- **What is expected**: In the records below, find the line holding "self.field_dims.iter().sum()" and the line holding "let mut offset = 0;". Set down both, with every line between them, exactly.

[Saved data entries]

........

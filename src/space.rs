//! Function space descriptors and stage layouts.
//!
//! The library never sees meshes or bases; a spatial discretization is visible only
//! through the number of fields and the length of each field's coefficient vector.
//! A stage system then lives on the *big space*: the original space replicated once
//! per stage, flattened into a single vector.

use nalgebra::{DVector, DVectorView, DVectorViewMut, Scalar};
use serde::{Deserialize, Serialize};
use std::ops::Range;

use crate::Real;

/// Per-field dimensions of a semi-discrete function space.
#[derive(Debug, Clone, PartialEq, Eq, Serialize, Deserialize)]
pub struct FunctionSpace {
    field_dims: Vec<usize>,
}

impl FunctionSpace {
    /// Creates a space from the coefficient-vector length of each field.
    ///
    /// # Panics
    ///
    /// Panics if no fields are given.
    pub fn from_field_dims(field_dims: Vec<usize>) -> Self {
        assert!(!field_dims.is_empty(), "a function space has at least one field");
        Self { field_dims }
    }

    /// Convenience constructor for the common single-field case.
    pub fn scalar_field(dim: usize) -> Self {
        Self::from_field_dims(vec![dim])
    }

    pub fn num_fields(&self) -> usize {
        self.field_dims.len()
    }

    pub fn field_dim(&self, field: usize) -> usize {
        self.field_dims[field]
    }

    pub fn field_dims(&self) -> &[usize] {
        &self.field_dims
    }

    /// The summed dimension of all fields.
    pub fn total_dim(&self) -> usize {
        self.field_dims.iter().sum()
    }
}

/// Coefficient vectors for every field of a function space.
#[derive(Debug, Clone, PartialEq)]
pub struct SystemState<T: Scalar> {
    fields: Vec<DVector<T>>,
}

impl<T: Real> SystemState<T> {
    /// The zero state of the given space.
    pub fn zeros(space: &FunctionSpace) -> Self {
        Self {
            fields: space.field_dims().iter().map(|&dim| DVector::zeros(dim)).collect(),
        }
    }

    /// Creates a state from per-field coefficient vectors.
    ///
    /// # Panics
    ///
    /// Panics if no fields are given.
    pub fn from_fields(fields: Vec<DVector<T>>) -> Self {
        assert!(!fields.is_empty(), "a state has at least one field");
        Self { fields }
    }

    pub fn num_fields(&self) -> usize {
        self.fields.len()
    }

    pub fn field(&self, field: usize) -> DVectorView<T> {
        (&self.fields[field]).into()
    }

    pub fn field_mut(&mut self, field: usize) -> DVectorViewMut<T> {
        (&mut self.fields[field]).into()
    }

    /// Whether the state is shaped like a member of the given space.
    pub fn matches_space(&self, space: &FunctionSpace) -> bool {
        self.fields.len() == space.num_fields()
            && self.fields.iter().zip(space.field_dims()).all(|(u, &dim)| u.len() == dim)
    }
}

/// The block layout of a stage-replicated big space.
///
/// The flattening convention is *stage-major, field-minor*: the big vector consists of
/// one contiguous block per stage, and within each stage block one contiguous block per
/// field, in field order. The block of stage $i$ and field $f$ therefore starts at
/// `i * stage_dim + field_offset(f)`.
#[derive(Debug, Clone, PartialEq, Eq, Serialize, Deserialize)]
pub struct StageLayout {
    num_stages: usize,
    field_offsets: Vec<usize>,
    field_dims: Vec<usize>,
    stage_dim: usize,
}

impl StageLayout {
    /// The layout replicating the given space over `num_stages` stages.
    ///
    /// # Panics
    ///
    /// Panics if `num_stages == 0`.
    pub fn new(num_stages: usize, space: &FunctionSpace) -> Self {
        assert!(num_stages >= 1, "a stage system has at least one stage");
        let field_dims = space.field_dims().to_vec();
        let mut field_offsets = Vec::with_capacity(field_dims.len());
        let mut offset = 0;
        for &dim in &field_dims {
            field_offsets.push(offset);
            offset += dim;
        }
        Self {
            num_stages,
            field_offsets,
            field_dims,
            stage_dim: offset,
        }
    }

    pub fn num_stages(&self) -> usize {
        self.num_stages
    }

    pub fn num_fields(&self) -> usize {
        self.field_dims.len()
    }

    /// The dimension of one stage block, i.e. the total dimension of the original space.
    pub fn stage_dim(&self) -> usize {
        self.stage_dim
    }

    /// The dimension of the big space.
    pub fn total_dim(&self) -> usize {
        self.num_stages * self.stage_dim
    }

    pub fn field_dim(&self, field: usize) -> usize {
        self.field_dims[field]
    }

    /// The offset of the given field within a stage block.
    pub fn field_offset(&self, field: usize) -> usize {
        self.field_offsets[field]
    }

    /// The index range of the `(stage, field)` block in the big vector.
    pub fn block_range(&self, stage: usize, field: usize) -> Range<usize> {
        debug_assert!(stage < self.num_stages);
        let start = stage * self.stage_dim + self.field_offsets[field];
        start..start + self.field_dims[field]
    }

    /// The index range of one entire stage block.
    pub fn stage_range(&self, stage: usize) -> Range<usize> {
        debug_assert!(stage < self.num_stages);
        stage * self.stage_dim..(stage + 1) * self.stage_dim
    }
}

........

- **Result of the exercise**:
        self.field_dims.iter().sum()
    }
}

/// Coefficient vectors for every field of a function space.
#[derive(Debug, Clone, PartialEq)]
pub struct SystemState<T: Scalar> {
    fields: Vec<DVector<T>>,
}

impl<T: Real> SystemState<T> {
    /// The zero state of the given space.
    pub fn zeros(space: &FunctionSpace) -> Self {
        Self {
            fields: space.field_dims().iter().map(|&dim| DVector::zeros(dim)).collect(),
        }
    }

    /// Creates a state from per-field coefficient vectors.
    ///
    /// # Panics
    ///
    /// Panics if no fields are given.
    pub fn from_fields(fields: Vec<DVector<T>>) -> Self {
        assert!(!fields.is_empty(), "a state has at least one field");
        Self { fields }
    }

    pub fn num_fields(&self) -> usize {
        self.fields.len()
    }

    pub fn field(&self, field: usize) -> DVectorView<T> {
        (&self.fields[field]).into()
    }

    pub fn field_mut(&mut self, field: usize) -> DVectorViewMut<T> {
        (&mut self.fields[field]).into()
    }

    /// Whether the state is shaped like a member of the given space.
    pub fn matches_space(&self, space: &FunctionSpace) -> bool {
        self.fields.len() == space.num_fields()
            && self.fields.iter().zip(space.field_dims()).all(|(u, &dim)| u.len() == dim)
    }
}

/// The block layout of a stage-replicated big space.
///
/// The flattening convention is *stage-major, field-minor*: the big vector consists of
/// one contiguous block per stage, and within each stage block one contiguous block per
/// field, in field order. The block of stage $i$ and field $f$ therefore starts at
/// `i * stage_dim + field_offset(f)`.
#[derive(Debug, Clone, PartialEq, Eq, Serialize, Deserialize)]
pub struct StageLayout {
    num_stages: usize,
    field_offsets: Vec<usize>,
    field_dims: Vec<usize>,
    stage_dim: usize,
}

impl StageLayout {
    /// The layout replicating the given space over `num_stages` stages.
    ///
    /// # Panics
    ///
    /// Panics if `num_stages == 0`.
    pub fn new(num_stages: usize, space: &FunctionSpace) -> Self {
        assert!(num_stages >= 1, "a stage system has at least one stage");
        let field_dims = space.field_dims().to_vec();
        let mut field_offsets = Vec::with_capacity(field_dims.len());
        let mut offset = 0;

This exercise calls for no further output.